* Exercise directions *
Show, from the records below, all lines that contain the word "PartialEq".

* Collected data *
################

//! Conversation state and the per-turn state machine.
//!
//! Valid turn transitions:
//! - Idle -> UserSubmitted (user message appended)
//! - UserSubmitted -> AwaitingReply (reply scheduled)
//! - AwaitingReply -> Idle (bot message appended, or reply cancelled)
//!
//! `is_processing()` is true in every state except `Idle`, so no second
//! user message can be appended until the bot reply for the first lands.

use std::fmt;

use chrono::Utc;
use serde::Serialize;
use yojana_core::types::{Message, MessageIdGenerator, Sender, SessionId};

use crate::error::ChatError;

/// Where the current turn is.
#[derive(Debug, Clone, Copy, PartialEq, Eq, Hash, Serialize)]
#[serde(rename_all = "snake_case")]
pub enum TurnState {
    /// Ready to accept a user message.
    Idle,
    /// User message appended, reply not yet scheduled.
    UserSubmitted,
    /// Reply scheduled and not yet produced.
    AwaitingReply,
}

impl fmt::Display for TurnState {
    fn fmt(&self, f: &mut fmt::Formatter<'_>) -> fmt::Result {
        match self {
            TurnState::Idle => write!(f, "Idle"),
            TurnState::UserSubmitted => write!(f, "UserSubmitted"),
            TurnState::AwaitingReply => write!(f, "AwaitingReply"),
        }
    }
}

impl TurnState {
    /// Returns whether a transition from `self` to `target` is valid.
    pub fn can_transition_to(&self, target: &TurnState) -> bool {
        matches!(
            (self, target),
            (TurnState::Idle, TurnState::UserSubmitted)
                | (TurnState::UserSubmitted, TurnState::AwaitingReply)
                | (TurnState::AwaitingReply, TurnState::Idle)
        )
    }
}

// =============================================================================
// ConversationState
// =============================================================================

/// Everything one chat session owns: the message log, the flags, and the
/// text the user is composing.
#[derive(Debug, Clone)]
pub struct ConversationState {
    session_id: SessionId,
    messages: Vec<Message>,
    ids: MessageIdGenerator,
    turn: TurnState,
    muted: bool,
    listening: bool,
    input: String,
}

impl ConversationState {
    /// New session seeded with a bot greeting.
    pub fn new(greeting: &str) -> Self {
        let mut state = Self {
            session_id: SessionId::new(),
            messages: Vec::new(),
            ids: MessageIdGenerator::new(),
            turn: TurnState::Idle,
            muted: false,
            listening: false,
            input: String::new(),
        };
        state.push(greeting, Sender::Bot);
        state
    }

    pub fn session_id(&self) -> SessionId {
        self.session_id
    }

    pub fn messages(&self) -> &[Message] {
        &self.messages
    }

    pub fn len(&self) -> usize {
        self.messages.len()
    }

    pub fn is_empty(&self) -> bool {
        self.messages.is_empty()
    }

    pub fn last(&self) -> Option<&Message> {
        self.messages.last()
    }

    pub fn turn(&self) -> TurnState {
        self.turn
    }

    pub fn is_processing(&self) -> bool {
        self.turn != TurnState::Idle
    }

    pub fn is_muted(&self) -> bool {
        self.muted
    }

    pub fn is_listening(&self) -> bool {
        self.listening
    }

    pub fn input(&self) -> &str {
        &self.input
    }

    pub fn set_input(&mut self, text: impl Into<String>) {
        self.input = text.into();
    }

    pub fn clear_input(&mut self) {
        self.input.clear();
    }

    /// Whether a send of the current input would be accepted.
    pub fn can_send(&self) -> bool {
        !self.input.trim().is_empty() && !self.is_processing()
    }

    pub fn set_muted(&mut self, muted: bool) {
        self.muted = muted;
    }

    pub fn set_listening(&mut self, listening: bool) {
        self.listening = listening;
    }

    // -----------------------------------------------------------------
    // Turn transitions
    // -----------------------------------------------------------------

    /// Append a user message. Rejects blank text and any in-flight turn.
    pub fn append_user(&mut self, text: &str) -> Result<&Message, ChatError> {
        if self.is_processing() {
            return Err(ChatError::ReplyInFlight);
        }
        if text.trim().is_empty() {
            return Err(ChatError::EmptyMessage);
        }
        self.transition(TurnState::UserSubmitted)?;
        Ok(self.push(text, Sender::User))
    }

    /// Mark the reply as scheduled (`true`) or abandon it (`false`).
    pub fn set_processing(&mut self, processing: bool) -> Result<(), ChatError> {
        if processing {
            self.transition(TurnState::AwaitingReply)
        } else {
            if self.turn == TurnState::Idle {
                return Err(ChatError::NoReplyPending);
            }
            if self.turn == TurnState::UserSubmitted {
                // Reply was never scheduled; pass through to keep the table strict.
                self.transition(TurnState::AwaitingReply)?;
            }
            self.transition(TurnState::Idle)
        }
    }

    /// Append the bot reply and close the turn.
    pub fn append_bot(&mut self, text: &str) -> Result<&Message, ChatError> {
        if self.turn != TurnState::AwaitingReply {
            return Err(ChatError::NoReplyPending);
        }
        self.transition(TurnState::Idle)?;
        Ok(self.push(text, Sender::Bot))
    }

    /// Append a user message, clear the input buffer, and await a reply.
    pub fn begin_turn(&mut self, text: &str) -> Result<Message, ChatError> {
        let message = self.append_user(text)?.clone();
        self.clear_input();
        self.set_processing(true)?;
        Ok(message)
    }

    fn transition(&mut self, target: TurnState) -> Result<(), ChatError> {
        if !self.turn.can_transition_to(&target) {
            return Err(ChatError::InvalidTransition {
                from: self.turn,
                to: target,
            });
        }
        tracing::debug!(session_id = %self.session_id, "Turn state: {} -> {}", self.turn, target);
        self.turn = target;
        Ok(())
    }

    fn push(&mut self, text: &str, sender: Sender) -> &Message {
        let now = Utc::now();
        let id = self.ids.next_at(now);
        self.messages.push(Message::new(id, text, sender, now));
        &self.messages[self.messages.len() - 1]
    }
}

// =============================================================================
// Tests
// =============================================================================
//! Core use-case services.
//!
//! # Responsibility
//! - Orchestrate repository calls into use-case level APIs.
//! - Keep outer layers decoupled from storage details.

pub mod product_service;
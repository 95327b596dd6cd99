//! Connection bootstrap utilities for SQLite.
//!
//! # Responsibility
//! - Open file or in-memory SQLite connections.
//! - Configure connection pragmas required by core behavior.
//! - Ensure the product schema exists before returning a usable connection.
//!
//! # Invariants
//! - Returned connections have `foreign_keys=ON`.
//! - Returned connections expose the `product` table.

use super::{StoreResult, SCHEMA_SQL};
use log::{error, info};
use rusqlite::Connection;
use std::path::Path;
use std::time::{Duration, Instant};

const BUSY_TIMEOUT: Duration = Duration::from_secs(5);

/// Opens a SQLite database file and ensures the product schema.
///
/// # Side effects
/// - Creates the file and the `product` table when missing.
/// - Emits `db_open` logging events with duration and status.
pub fn open_db(path: impl AsRef<Path>) -> StoreResult<Connection> {
    open_with("file", || Connection::open(path))
}

/// Opens an in-memory SQLite database and ensures the product schema.
///
/// # Side effects
/// - Emits `db_open` logging events with duration and status.
pub fn open_db_in_memory() -> StoreResult<Connection> {
    open_with("memory", Connection::open_in_memory)
}

fn open_with(
    mode: &str,
    open: impl FnOnce() -> rusqlite::Result<Connection>,
) -> StoreResult<Connection> {
    let started_at = Instant::now();
    info!("event=db_open module=db status=start mode={mode}");

    let conn = match open() {
        Ok(conn) => conn,
        Err(err) => {
            error!(
                "event=db_open module=db status=error mode={mode} duration_ms={} error_code=db_open_failed error={}",
                started_at.elapsed().as_millis(),
                err
            );
            return Err(err.into());
        }
    };

    match bootstrap_connection(&conn) {
        Ok(()) => {
            info!(
                "event=db_open module=db status=ok mode={mode} duration_ms={}",
                started_at.elapsed().as_millis()
            );
            Ok(conn)
        }
        Err(err) => {
            error!(
                "event=db_open module=db status=error mode={mode} duration_ms={} error_code=db_bootstrap_failed error={}",
                started_at.elapsed().as_millis(),
                err
            );
            Err(err.into())
        }
    }
}

fn bootstrap_connection(conn: &Connection) -> rusqlite::Result<()> {
    conn.execute_batch("PRAGMA foreign_keys = ON;")?;
    conn.busy_timeout(BUSY_TIMEOUT)?;
    conn.execute_batch(SCHEMA_SQL)?;
    Ok(())
}
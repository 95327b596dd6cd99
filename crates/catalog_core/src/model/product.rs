//! Product domain model.
//!
//! # Responsibility
//! - Define the single entity persisted by catalog core.
//!
//! # Invariants
//! - `id` is assigned exactly once, by the store, at creation time.
//! - `price` is passed through unvalidated.
//! - Products are never updated or deleted through core.

use serde::{Deserialize, Serialize};

/// Store-assigned product identifier.
pub type ProductId = i64;

/// Catalog product record.
///
/// Instances are plain values: reads always return fresh copies and nothing
/// holds a reference back to the store.
#[derive(Debug, Clone, PartialEq, Serialize, Deserialize)]
pub struct Product {
    /// `None` until the product has been persisted.
    #[serde(default, skip_serializing_if = "Option::is_none")]
    pub id: Option<ProductId>,
    pub name: String,
    pub price: f64,
}

impl Product {
    /// Creates a product that has not been persisted yet.
    pub fn new(name: impl Into<String>, price: f64) -> Self {
        Self {
            id: None,
            name: name.into(),
            price,
        }
    }

    /// Creates a product with a known store identity.
    ///
    /// Used by read paths mapping persisted rows.
    pub fn with_id(id: ProductId, name: impl Into<String>, price: f64) -> Self {
        Self {
            id: Some(id),
            name: name.into(),
            price,
        }
    }

    /// Returns whether the store has assigned an id to this product.
    pub fn is_persisted(&self) -> bool {
        self.id.is_some()
    }
}
//! SQLite storage bootstrap and store error surface.
//!
//! # Responsibility
//! - Open and configure SQLite connections for catalog core.
//! - Make sure the `product` table exists before data access.
//! - Define the single error kind surfaced by store interactions.
//!
//! # Invariants
//! - Schema bootstrap is idempotent and never versioned.
//! - Store errors are surfaced verbatim; "no row" is not an error.

use std::error::Error;
use std::fmt::{Display, Formatter};

mod open;

pub use open::{open_db, open_db_in_memory};

pub(crate) const SCHEMA_SQL: &str = include_str!("schema.sql");

pub type StoreResult<T> = Result<T, StoreError>;

/// Failure originating from the underlying database interaction.
#[derive(Debug)]
pub enum StoreError {
    /// Prepare, execute, connectivity or row-mapping failure.
    Sqlite(rusqlite::Error),
    /// Connection does not expose a table the repository depends on.
    MissingRequiredTable(&'static str),
    /// Connection exposes the table but one of the mapped columns is absent.
    MissingRequiredColumn {
        table: &'static str,
        column: &'static str,
    },
}

impl StoreError {
    /// Returns whether the store rejected a write because of a constraint.
    ///
    /// The error kind stays the same; this only inspects the SQLite code.
    pub fn is_constraint_violation(&self) -> bool {
        match self {
            Self::Sqlite(err) => {
                err.sqlite_error_code() == Some(rusqlite::ErrorCode::ConstraintViolation)
            }
            _ => false,
        }
    }
}

impl Display for StoreError {
    fn fmt(&self, f: &mut Formatter<'_>) -> std::fmt::Result {
        match self {
            Self::Sqlite(err) => write!(f, "{err}"),
            Self::MissingRequiredTable(table) => write!(f, "missing required table `{table}`"),
            Self::MissingRequiredColumn { table, column } => {
                write!(f, "missing required column `{table}.{column}`")
            }
        }
    }
}

impl Error for StoreError {
    fn source(&self) -> Option<&(dyn Error + 'static)> {
        match self {
            Self::Sqlite(err) => Some(err),
            Self::MissingRequiredTable(_) | Self::MissingRequiredColumn { .. } => None,
        }
    }
}

impl From<rusqlite::Error> for StoreError {
    fn from(value: rusqlite::Error) -> Self {
        Self::Sqlite(value)
    }
}
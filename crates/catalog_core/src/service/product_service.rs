//! Product use-case service.
//!
//! # Responsibility
//! - Provide the entry points outer layers (HTTP, CLI) call.
//! - Delegate persistence to repository implementations.
//! - Record store failures to an injected sink before forwarding them.
//!
//! # Invariants
//! - Store errors are forwarded unchanged; nothing is retried or recovered.
//! - Absence from `get_product_by_id` is never turned into an error.
//! - Sinks are only called on failure paths.

use crate::db::{StoreError, StoreResult};
use crate::model::product::{Product, ProductId};
use crate::repo::product_repo::ProductRepository;
use log::error;

/// Observability sink receiving human-readable failure messages.
pub trait FailureSink {
    fn record_failure(&self, message: &str);
}

impl<T: FailureSink + ?Sized> FailureSink for &T {
    fn record_failure(&self, message: &str) {
        (**self).record_failure(message);
    }
}

/// Default sink forwarding failures to the `log` facade at error level.
#[derive(Debug, Clone, Copy, Default)]
pub struct LogFailureSink;

impl FailureSink for LogFailureSink {
    fn record_failure(&self, message: &str) {
        error!("{message}");
    }
}

/// Use-case service wrapper for product operations.
pub struct ProductService<R: ProductRepository, S: FailureSink = LogFailureSink> {
    repo: R,
    sink: S,
}

impl<R: ProductRepository> ProductService<R> {
    /// Creates a service that logs failures through `LogFailureSink`.
    pub fn new(repo: R) -> Self {
        Self::with_sink(repo, LogFailureSink)
    }
}

impl<R: ProductRepository, S: FailureSink> ProductService<R, S> {
    /// Creates a service recording failures to `sink`.
    pub fn with_sink(repo: R, sink: S) -> Self {
        Self { repo, sink }
    }

    /// Lists all products.
    pub fn get_products(&self) -> StoreResult<Vec<Product>> {
        self.repo
            .list_products()
            .inspect_err(|err| self.record("product_list", None, err))
    }

    /// Persists `product` and returns it with the store-assigned id.
    pub fn create_product(&self, mut product: Product) -> StoreResult<Product> {
        let id = self
            .repo
            .create_product(&product)
            .inspect_err(|err| self.record("product_create", None, err))?;

        product.id = Some(id);
        Ok(product)
    }

    /// Gets one product by id.
    ///
    /// `Ok(None)` means no product has this id.
    pub fn get_product_by_id(&self, id: ProductId) -> StoreResult<Option<Product>> {
        self.repo
            .get_product_by_id(id)
            .inspect_err(|err| self.record("product_get", Some(id), err))
    }

    fn record(&self, event: &str, id: Option<ProductId>, err: &StoreError) {
        let message = match id {
            Some(id) => {
                format!("event={event} module=service status=error product_id={id} error={err}")
            }
            None => format!("event={event} module=service status=error error={err}"),
        };
        self.sink.record_failure(&message);
    }
}
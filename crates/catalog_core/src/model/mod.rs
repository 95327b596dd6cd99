//! Catalog domain model.
//!
//! # Responsibility
//! - Define canonical data structures used by core persistence and services.
//!
//! # Invariants
//! - The store is the single source of truth; in-memory values are copies.

pub mod product;
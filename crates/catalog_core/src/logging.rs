//! Core logging bootstrap.
//!
//! # Responsibility
//! - Initialize file-based rolling logs exactly once per process.
//! - Capture panics as sanitized `event=panic_captured` lines.
//!
//! # Invariants
//! - Logging init is idempotent for the same level and directory.
//! - Logging initialization must not panic.
//! - Re-initialization with a different level or directory is rejected.

use flexi_logger::{Cleanup, Criterion, FileSpec, Logger, LoggerHandle, Naming, WriteMode};
use log::{error, info};
use once_cell::sync::OnceCell;
use std::fmt::{Display, Formatter};
use std::path::{Path, PathBuf};

const LOG_FILE_BASENAME: &str = "catalog";
const MAX_LOG_FILE_SIZE_BYTES: u64 = 10 * 1024 * 1024;
const MAX_LOG_FILES: usize = 5;
const MAX_PANIC_PAYLOAD_CHARS: usize = 160;

static LOGGING_STATE: OnceCell<LoggingState> = OnceCell::new();
static PANIC_HOOK_INSTALLED: OnceCell<()> = OnceCell::new();

/// Supported log verbosity levels.
#[derive(Debug, Clone, Copy, PartialEq, Eq)]
pub enum LogLevel {
    Trace,
    Debug,
    Info,
    Warn,
    Error,
}

impl LogLevel {
    /// Parses a case-insensitive level name; `warning` is accepted as `warn`.
    pub fn parse(value: &str) -> Result<Self, String> {
        match value.trim().to_ascii_lowercase().as_str() {
            "trace" => Ok(Self::Trace),
            "debug" => Ok(Self::Debug),
            "info" => Ok(Self::Info),
            "warn" | "warning" => Ok(Self::Warn),
            "error" => Ok(Self::Error),
            other => Err(format!(
                "unsupported log level `{other}`; expected trace|debug|info|warn|error"
            )),
        }
    }

    pub fn as_str(self) -> &'static str {
        match self {
            Self::Trace => "trace",
            Self::Debug => "debug",
            Self::Info => "info",
            Self::Warn => "warn",
            Self::Error => "error",
        }
    }
}

impl Display for LogLevel {
    fn fmt(&self, f: &mut Formatter<'_>) -> std::fmt::Result {
        f.write_str(self.as_str())
    }
}

struct LoggingState {
    level: LogLevel,
    log_dir: PathBuf,
    _logger: LoggerHandle,
}

/// Initializes core logging with level and directory.
///
/// Returns a human-readable error string when initialization fails or when
/// logging is already active with a different configuration.
///
/// # Errors
/// - `level` is unsupported.
/// - `log_dir` is empty, relative, or cannot be created.
/// - The logger backend fails to start.
pub fn init_logging(level: &str, log_dir: &str) -> Result<(), String> {
    let level = LogLevel::parse(level)?;
    let log_dir = normalize_log_dir(log_dir)?;

    let state = LOGGING_STATE.get_or_try_init(|| start_logger(level, &log_dir))?;
    ensure_same_config(state, level, &log_dir)
}

/// Returns `(level, log_dir)` when logging is active.
pub fn logging_status() -> Option<(LogLevel, PathBuf)> {
    LOGGING_STATE
        .get()
        .map(|state| (state.level, state.log_dir.clone()))
}

/// Returns the default log level for current build mode.
pub fn default_log_level() -> LogLevel {
    if cfg!(debug_assertions) {
        LogLevel::Debug
    } else {
        LogLevel::Info
    }
}

fn start_logger(level: LogLevel, log_dir: &Path) -> Result<LoggingState, String> {
    std::fs::create_dir_all(log_dir).map_err(|err| {
        format!(
            "failed to create log directory `{}`: {err}",
            log_dir.display()
        )
    })?;

    let logger = Logger::try_with_str(level.as_str())
        .map_err(|err| format!("invalid log level `{level}`: {err}"))?
        .log_to_file(
            FileSpec::default()
                .directory(log_dir)
                .basename(LOG_FILE_BASENAME),
        )
        .rotate(
            Criterion::Size(MAX_LOG_FILE_SIZE_BYTES),
            Naming::Numbers,
            Cleanup::KeepLogFiles(MAX_LOG_FILES),
        )
        .write_mode(WriteMode::BufferAndFlush)
        .append()
        .format_for_files(flexi_logger::detailed_format)
        .start()
        .map_err(|err| format!("failed to start logger: {err}"))?;

    install_panic_hook_once();

    info!(
        "event=core_init module=core status=ok platform={} version={} level={} log_dir={}",
        std::env::consts::OS,
        env!("CARGO_PKG_VERSION"),
        level,
        log_dir.display()
    );

    Ok(LoggingState {
        level,
        log_dir: log_dir.to_path_buf(),
        _logger: logger,
    })
}

fn ensure_same_config(state: &LoggingState, level: LogLevel, log_dir: &Path) -> Result<(), String> {
    if state.log_dir != log_dir {
        return Err(format!(
            "logging already initialized at `{}`; refusing to switch to `{}`",
            state.log_dir.display(),
            log_dir.display()
        ));
    }
    if state.level != level {
        return Err(format!(
            "logging already initialized with level `{}`; refusing to switch to `{}`",
            state.level, level
        ));
    }
    Ok(())
}

fn normalize_log_dir(log_dir: &str) -> Result<PathBuf, String> {
    let trimmed = log_dir.trim();
    if trimmed.is_empty() {
        return Err("log_dir cannot be empty".to_string());
    }
    let path = Path::new(trimmed);
    if !path.is_absolute() {
        return Err(format!("log_dir must be an absolute path, got `{trimmed}`"));
    }
    Ok(path.to_path_buf())
}

fn install_panic_hook_once() {
    if PANIC_HOOK_INSTALLED.set(()).is_err() {
        return;
    }

    let previous_hook = std::panic::take_hook();
    std::panic::set_hook(Box::new(move |panic_info| {
        let location = panic_info
            .location()
            .map(|loc| format!("{}:{}", loc.file(), loc.line()))
            .unwrap_or_else(|| "unknown".to_string());
        let payload = panic_payload_summary(panic_info.payload());
        error!("event=panic_captured module=core status=error location={location} payload={payload}");
        previous_hook(panic_info);
    }));
}

fn panic_payload_summary(payload: &(dyn std::any::Any + Send)) -> String {
    let message = if let Some(message) = payload.downcast_ref::<&str>() {
        (*message).to_string()
    } else if let Some(message) = payload.downcast_ref::<String>() {
        message.clone()
    } else {
        "non-string panic payload".to_string()
    };

    sanitize_message(&message, MAX_PANIC_PAYLOAD_CHARS)
}

// Single line, capped length: payloads may carry product names or prices.
fn sanitize_message(value: &str, max_chars: usize) -> String {
    let normalized = value.replace(['\n', '\r'], " ");
    let mut truncated = normalized.chars().take(max_chars).collect::<String>();
    if normalized.chars().count() > max_chars {
        truncated.push_str("...");
    }
    truncated
}
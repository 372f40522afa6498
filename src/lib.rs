//! # Tincan
//!
//! A minimal observable state store for Rust.
//!
//! Callers hold a single root [`State`], submit partial updates as
//! [`Change`]s tagged with a change kind, and get a merged new state back.
//! Listeners registered with [`Store::subscribe`] are called synchronously
//! after every successful change with the previous state, the new state and
//! the change itself.
//!
//! - Root keys are fixed when the store is created; a change naming any other
//!   key is rejected.
//! - Merging is shallow: fields of a root are overwritten, nested values are
//!   replaced wholesale.
//! - Listeners may apply changes or (un)subscribe while being notified. Such
//!   changes are queued and delivered in order, each in its own pass, before
//!   the outer call returns.
//!
//! ```
//! use serde_json::json;
//! use tincan::{Change, State, Store};
//!
//! let store = Store::new(State::from_value(json!({
//!     "test": { "counter": 0, "items": {} }
//! })).unwrap());
//!
//! store.apply_change(Change::new("TEST").set("test", "counter", 66)).unwrap();
//!
//! assert_eq!(store.get().to_value(), json!({ "test": { "counter": 66, "items": {} } }));
//! ```

pub mod error;
pub mod store;

// Re-export main types for convenience
pub use error::{Result, StoreError};
pub use store::{
    merge, Branch, Change, ListenerId, MergeReducer, Reducer, State, Store, StoreBuilder,
    StoreOptions, Subscription, WeakStore, KIND_FIELD,
};
use crate::store::change::Change;
use crate::store::state::State;
use std::fmt;
use std::rc::Rc;

/// A state listener: `(previous, current, change)`.
pub(crate) type Listener = Rc<dyn Fn(&State, &State, &Change)>;

/// Identifies one subscription in a store's registry.
#[derive(Clone, Copy, Debug, PartialEq, Eq, Hash, PartialOrd, Ord)]
pub struct ListenerId(u64);

impl fmt::Display for ListenerId {
    fn fmt(&self, f: &mut fmt::Formatter<'_>) -> fmt::Result {
        write!(f, "listener#{}", self.0)
    }
}

#[derive(Clone)]
pub(crate) struct Entry {
    pub(crate) id: ListenerId,
    pub(crate) listener: Listener,
}

/// Ordered listener list with staging for changes made mid-notification.
///
/// While a pass runs it iterates the `live` snapshot it was handed; inserts
/// and removals go to `staged`, a copy of `live` made on first mutation, which
/// replaces `live` once the pass ends.
pub(crate) struct Registry {
    live: Rc<Vec<Entry>>,
    staged: Option<Vec<Entry>>,
    notifying: bool,
    next_id: u64,
}

impl Registry {
    pub(crate) fn new() -> Self {
        Self {
            live: Rc::new(Vec::new()),
            staged: None,
            notifying: false,
            next_id: 0,
        }
    }

    pub(crate) fn insert(&mut self, listener: Listener) -> ListenerId {
        let id = ListenerId(self.next_id);
        self.next_id += 1;
        self.writable().push(Entry { id, listener });
        id
    }

    /// Remove the listener registered under `id`. Returns `false` if absent.
    pub(crate) fn remove(&mut self, id: ListenerId) -> bool {
        let entries = self.writable();
        match entries.iter().position(|entry| entry.id == id) {
            Some(index) => {
                entries.remove(index);
                true
            }
            None => false,
        }
    }

    /// Mark a pass as running and hand out the listeners it must notify.
    pub(crate) fn begin_pass(&mut self) -> Rc<Vec<Entry>> {
        self.notifying = true;
        Rc::clone(&self.live)
    }

    /// Mark the pass as finished and publish staged changes.
    pub(crate) fn end_pass(&mut self) {
        self.notifying = false;
        if let Some(staged) = self.staged.take() {
            self.live = Rc::new(staged);
        }
    }

    pub(crate) fn is_notifying(&self) -> bool {
        self.notifying
    }

    /// Number of listeners the next pass would see.
    pub(crate) fn len(&self) -> usize {
        self.staged.as_ref().map_or(self.live.len(), Vec::len)
    }

    fn writable(&mut self) -> &mut Vec<Entry> {
        if self.notifying {
            let live = &self.live;
            self.staged.get_or_insert_with(|| live.as_ref().clone())
        } else {
            // No pass holds a snapshot here, so this never clones.
            Rc::make_mut(&mut self.live)
        }
    }
}
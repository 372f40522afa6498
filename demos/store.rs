//! Demonstration of Store for managing todo list state
//!
//! Run with `RUST_LOG=tincan=debug cargo run --example store` to see the
//! store's own tracing output.

use serde_json::json;
use tincan::{Change, State, Store};
use tracing_subscriber::EnvFilter;

fn main() -> tincan::Result<()> {
    tracing_subscriber::fmt()
        .with_env_filter(EnvFilter::from_default_env())
        .init();

    println!("=== Todo Store Demo ===\n");

    let store = Store::new(State::from_value(json!({
        "todos": { "items": [], "next_id": 0 },
        "filter": { "show": "all" },
        "stats": { "total": 0 }
    }))?);

    // Keep derived stats in sync: this listener applies its own change, which
    // the store delivers right after the current pass.
    let weak = store.downgrade();
    store.subscribe(move |previous, current, _| {
        if previous.shares_root(current, "todos") {
            return;
        }
        let total = current
            .field("todos", "items")
            .and_then(|items| items.as_array())
            .map_or(0, Vec::len);
        if let Some(store) = weak.upgrade() {
            if let Err(err) = store.apply_change(Change::new("STATS").set("stats", "total", total)) {
                eprintln!("failed to update stats: {err}");
            }
        }
    });

    let logger = store.subscribe(|_, current, change| {
        println!(
            "[{}] total={} filter={}",
            change.kind().unwrap_or("?"),
            current.field("stats", "total").unwrap_or(&json!(null)),
            current.field("filter", "show").unwrap_or(&json!(null)),
        );
    });

    for title in ["Learn tincan", "Write docs", "Ship it"] {
        let state = store.get();
        let mut items = state
            .field("todos", "items")
            .and_then(|items| items.as_array())
            .cloned()
            .unwrap_or_default();
        let id = state
            .field("todos", "next_id")
            .and_then(|id| id.as_u64())
            .unwrap_or(0);
        items.push(json!({ "id": id, "title": title, "completed": false }));

        store.apply_change(
            Change::new("ADD_TODO")
                .set("todos", "items", items)
                .set("todos", "next_id", id + 1),
        )?;
    }

    store.apply_change(Change::new("SET_FILTER").set("filter", "show", "active"))?;

    // Unknown roots are rejected and leave the state as it was.
    if let Err(err) = store.apply_change(Change::new("OOPS").set("settings", "theme", "dark")) {
        println!("\nrejected: {err}");
    }

    logger.unsubscribe();
    store.reset_and_apply_change(Change::new("CLEAR"))?;

    println!("\nFinal state: {}", serde_json::to_string_pretty(&*store.get()).unwrap_or_default());
    Ok(())
}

################

* Answer section *
#[derive(Debug, Clone, Copy, PartialEq, Eq, Hash, Serialize)]
#[derive(Debug, Clone, PartialEq, Serialize, Deserialize)]
#[derive(Debug, Clone, Copy, PartialEq, Eq)]
#[derive(Clone, Copy, Debug, PartialEq, Eq, Hash, PartialOrd, Ord)]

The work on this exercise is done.